Eric Wang, Ph. D.

Personal biography

I received my Ph.D degree in Microbiology at the Institute of Microbiology Chinese Academy of Sciences where I was mentored by Dr. Yan-he Ma. My doctoral degree centered on taxonomy and molecular ecology of moderately halophilic bacteria; a group of microorganisms living in hypersaline environments. During my Ph.D program, I developed a strong interest in the field of microbial physiology and ecology.
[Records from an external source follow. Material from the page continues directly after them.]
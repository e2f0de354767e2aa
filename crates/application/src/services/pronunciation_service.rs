//! Pronunciation service - evaluates a spoken attempt end to end
//!
//! Flow:
//! 1. Transcribe the audio with word timings
//! 2. Stop with a no-speech outcome when nothing was recognized
//! 3. Ask for qualitative feedback while similarity and word analysis run
//! 4. Combine everything into a composite score and grade

use std::{fmt, sync::Arc, time::Duration, time::Instant};

use domain::scoring::{analyze_words, composite_score, recommend, round_to_tenth, similarity};
use domain::{
    Grade, NoSpeechResult, PronunciationEvaluation, PronunciationOutcome, Recommendation,
    WordAnalysis, language_name,
};
use tracing::{debug, info, instrument};

use super::deadline::{DEFAULT_BACKEND_TIMEOUT, within};
use crate::{
    error::ApplicationError,
    ports::{PronunciationFeedbackPort, SpeechRecognitionPort},
};

/// Service orchestrating recognition, scoring and feedback
pub struct PronunciationService {
    recognizer: Arc<dyn SpeechRecognitionPort>,
    feedback: Arc<dyn PronunciationFeedbackPort>,
    timeout: Duration,
}

impl fmt::Debug for PronunciationService {
    fn fmt(&self, f: &mut fmt::Formatter<'_>) -> fmt::Result {
        f.debug_struct("PronunciationService")
            .field("timeout", &self.timeout)
            .finish_non_exhaustive()
    }
}

impl PronunciationService {
    /// Create a new pronunciation service
    pub fn new(
        recognizer: Arc<dyn SpeechRecognitionPort>,
        feedback: Arc<dyn PronunciationFeedbackPort>,
    ) -> Self {
        Self::with_timeout(recognizer, feedback, DEFAULT_BACKEND_TIMEOUT)
    }

    /// Create a pronunciation service with a custom backend timeout
    pub fn with_timeout(
        recognizer: Arc<dyn SpeechRecognitionPort>,
        feedback: Arc<dyn PronunciationFeedbackPort>,
        timeout: Duration,
    ) -> Self {
        Self {
            recognizer,
            feedback,
            timeout,
        }
    }

    /// Evaluate one recorded attempt
    ///
    /// An empty `expected_text` is treated as absent, which scores similarity
    /// at 100. Any other value, whitespace included, is scored as given.
    ///
    /// # Errors
    ///
    /// Empty audio is `InvalidInput`. Recognition and feedback failures are
    /// propagated without retry.
    #[instrument(skip(self, audio, expected_text), fields(audio_size = audio.len(), has_expected = expected_text.is_some()))]
    pub async fn evaluate(
        &self,
        audio: Vec<u8>,
        expected_text: Option<&str>,
        language_code: &str,
    ) -> Result<PronunciationOutcome, ApplicationError> {
        if audio.is_empty() {
            return Err(ApplicationError::InvalidInput(
                "Audio data is empty".to_string(),
            ));
        }

        let start = Instant::now();

        let transcription = within(
            self.timeout,
            "speech recognition",
            self.recognizer.transcribe(audio, language_code, true),
        )
        .await?;

        if transcription.is_no_speech() {
            info!("No speech detected, skipping feedback");
            return Ok(PronunciationOutcome::NoSpeechDetected(
                NoSpeechResult::default(),
            ));
        }

        let expected = expected_text.filter(|text| !text.is_empty());
        let transcript = transcription.transcript.as_str();

        let feedback = within(
            self.timeout,
            "pronunciation feedback",
            self.feedback.analyze_pronunciation(
                transcript,
                expected.map(str::to_string),
                language_name(language_code),
            ),
        );
        let local = async {
            let similarity_pct = expected.map_or(100.0, |text| similarity(transcript, text));
            (similarity_pct, analyze_words(&transcription.words))
        };

        let (feedback, (similarity_pct, word_analysis)) = tokio::join!(feedback, local);
        let llm_feedback = feedback?;

        let overall_score = composite_score(transcription.confidence, similarity_pct, &word_analysis);
        let grade = Grade::from_score(overall_score);

        debug!(
            stt_confidence = transcription.confidence,
            similarity = similarity_pct,
            words = word_analysis.len(),
            "Local scoring complete"
        );

        let evaluation = PronunciationEvaluation {
            overall_score,
            stt_confidence_pct: round_to_tenth(transcription.confidence * 100.0),
            similarity_score_pct: round_to_tenth(similarity_pct),
            transcription: transcription.transcript.clone(),
            expected_text: expected_text.unwrap_or_default().to_string(),
            word_analysis,
            pronunciation_feedback: llm_feedback.pronunciation_feedback.clone(),
            suggestions: llm_feedback.suggestions.clone(),
            llm_feedback,
            grade,
        };

        info!(
            overall_score,
            grade = %grade,
            elapsed_ms = start.elapsed().as_millis(),
            "Pronunciation evaluated"
        );

        Ok(PronunciationOutcome::Evaluated(Box::new(evaluation)))
    }

    /// Practice plan for a previous evaluation
    pub fn recommendations(
        &self,
        word_analysis: &[WordAnalysis],
        overall_score: f64,
    ) -> Recommendation {
        recommend(word_analysis, overall_score)
    }
}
I was curious to discover how different kinds of bacterial species can work together to reach their goals in a specific niche and what the role of a single bacterial species within that community is. After completing my Ph.D training, I further extended my research interests into the field of molecular biology and immunology, especially in the area of host and bacterial pathogen interaction. My current post-doctoral training, located at the School of Medicine, University of Maryland Baltimore, focuses on inflammasome biology associated with bacterial pathogenesis under the supervision of Dr. Joao Pedra. In addition to science, I enjoy spending time with my family, sometimes hiking or travelling to some of the state or national parks. I appreciate meeting new people and hosting social gatherings. I also like to discuss history and politics with my colleagues and friends.


Publications

Infection-derived lipids elicit an immune deficiency circuit in arthropods. Shaw DK, Wang X, Brown LJ, Chávez AS, Reif KE, Smith AA, Scott AJ, McClure EE, Boradia VM, Hammond HL, Sundberg EJ, Snyder GA, Liu L, DePonte K, Villar M, Ueti MW, de la Fuente J, Ernst RK, Pal U, Fikrig E, Pedra JH. Nature Communications 2017. 8:14401. doi: 10.1038/ncomms14401.


The prostaglandin E2-EP3 receptor axis regulates Anaplasma phagocytophilum-mediated NLRC4 inflammasome activ Wang X, Shaw DK, Hammond HL, Sutterwala FS, Rayamajhi M, Shirey KA, Perkins DJ, Bonventre JV, Velayutham TS, Evans SM, Rodino KG, VieBrock L, Scanlon KM, Carbonetti NH, Carlyon JA, Miao EA, McBride JW, Kotsyfakis M, Pedra JH. The prostaglandin E2-EP3 receptor axis regulates Anaplasma phagocytophilum-mediated NLRC4 inflammasome activation. PLoS Pathog. 2016 Aug 2;12(8):e1005803. doi:10.1371/journal.ppat.1005803. PMID:27482714.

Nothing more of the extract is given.